In the majority of developing countries, diagnostic tests like spirometry that are required for the diagnosis and assessment of severity of CRD are not readily available, resulting in incorrect assessment and under-diagnosis of CRD; additionally, essential drugs for the treatment of CRD are not available and/or affordable in a large proportion of developing countries.
Programmes for educating healthcare professionals in the care and management of patients with CRD require strengthening in developing countries, and public awareness of CRD should be increased.
Developed countries
In developed countries, CRD are usually independent from communicable diseases and there are structures for fighting the diseases. A few successful national programmes against CRD exist. However, they are not comprehensive (e.g. asthma or COPD plans), they are fragmented, need to be expanded and integrated within a single action plan and require more coordination. Moreover, CRD are rarely on the public-health agenda. Generally, data on the CRD risk factors, burden and surveillance are fragmented and often incomplete, and awareness of CRD is largely insufficient.

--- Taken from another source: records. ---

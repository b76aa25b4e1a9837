#![allow(dead_code)]

use std::fs::File;
use std::io::Write;
use std::path::{Path, PathBuf};

use tempfile::{TempDir, tempdir};

use crime_lens::model::{IncidentRecord, IncidentTable};

/// Scratch directory helper that cleans up files automatically on drop.
pub struct TestWorkspace {
    temp_dir: TempDir,
}

impl TestWorkspace {
    pub fn new() -> Self {
        Self {
            temp_dir: tempdir().expect("temp dir"),
        }
    }

    pub fn path(&self) -> &Path {
        self.temp_dir.path()
    }

    /// Writes `contents` into a file under the workspace and returns the path.
    pub fn write(&self, name: &str, contents: &str) -> PathBuf {
        self.write_bytes(name, contents.as_bytes())
    }

    pub fn write_bytes(&self, name: &str, contents: &[u8]) -> PathBuf {
        let path = self.temp_dir.path().join(name);
        let mut file = File::create(&path).expect("create temp file");
        file.write_all(contents).expect("write temp file contents");
        path
    }
}

/// A small raw export with the messy headers the normalizer has to cope
/// with: mixed casing, extra words, an accented month column, and a year
/// column.
pub const SAMPLE_EXPORT: &str = "\
Ano,Natureza da Ocorrência,bairro,Hora Aproximada,Dia da Semana,Tipo de Ambiente,Mês
2024,roubo,centro,14:30,SEG,rua,jan
2024,ROUBO,CENTRO,22,TER,RUA,jan
2024,roubo agravado,centro,10,QUA,comercio,fev
2024,dano,jardim,21,SEX,residencia,ago
2024,violacao de domicilio,jardim,3,SAB,residencia,set
2024,furto simples,centro,9,DOM,comercio,jan
2025,roubo,centro,11,SEG,rua,mar
";

pub fn incident(
    category: &str,
    neighborhood: &str,
    hour: i64,
    weekday: &str,
    environment: &str,
    month: &str,
) -> IncidentRecord {
    IncidentRecord {
        category: category.to_string(),
        neighborhood: neighborhood.to_string(),
        hour,
        weekday: weekday.to_string(),
        environment: environment.to_string(),
        month: month.to_string(),
    }
}

pub fn table_of(records: Vec<IncidentRecord>) -> IncidentTable {
    IncidentTable::new(records, None)
}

Prevention and health promotion for CRD is also largely insufficient. Although many risk factors predisposing to CRD are preventable, policies and legislations are still inadequate throughout the world. The Framework Convention on Tobacco Control has become an international law but there are still many countries that have yet to ratify it. As a result: 1) asthma is under-diagnosed and not optimally controlled in many patients; 2) COPD is largely under-diagnosed, under-treated and largely induced by smoking; and 3) COPD is not regarded as a systemic disease nor assessed as part of a chronic systemic disease which often includes cardiovascular and metabolic disorders.
Work-related CRD should be better identified, diagnosed and prevented, and it should be recognised that in some countries there may be additional CRD associated with altitude.
With regard to the identification and treatment of patients with CRD, lung function testing is available in specialist practices and, in some countries, in primary care, while drugs are usually available but are not always affordable.
THE STEPWISE FRAMEWORK OF THE GARD ACTION PLAN
GARD is being developed in a stepwise approach with short-term (step 1), medium-term (step 2) and long-term (step 3) objectives and action-plans. Each step will be associated with measurable outcomes and deliverables (figs 1⇓ and 2⇓).
Step 1 will involve the compilation of a background document containing an assessment of the needs and the objectives and proposed plan of action for GARD. The document will record and evaluate potential activities that might be used by national coordinators to build a country-based GARD action plan. National coordinators in developing countries will usually be public-health professionals within health services or associated with nongovernmental organisations.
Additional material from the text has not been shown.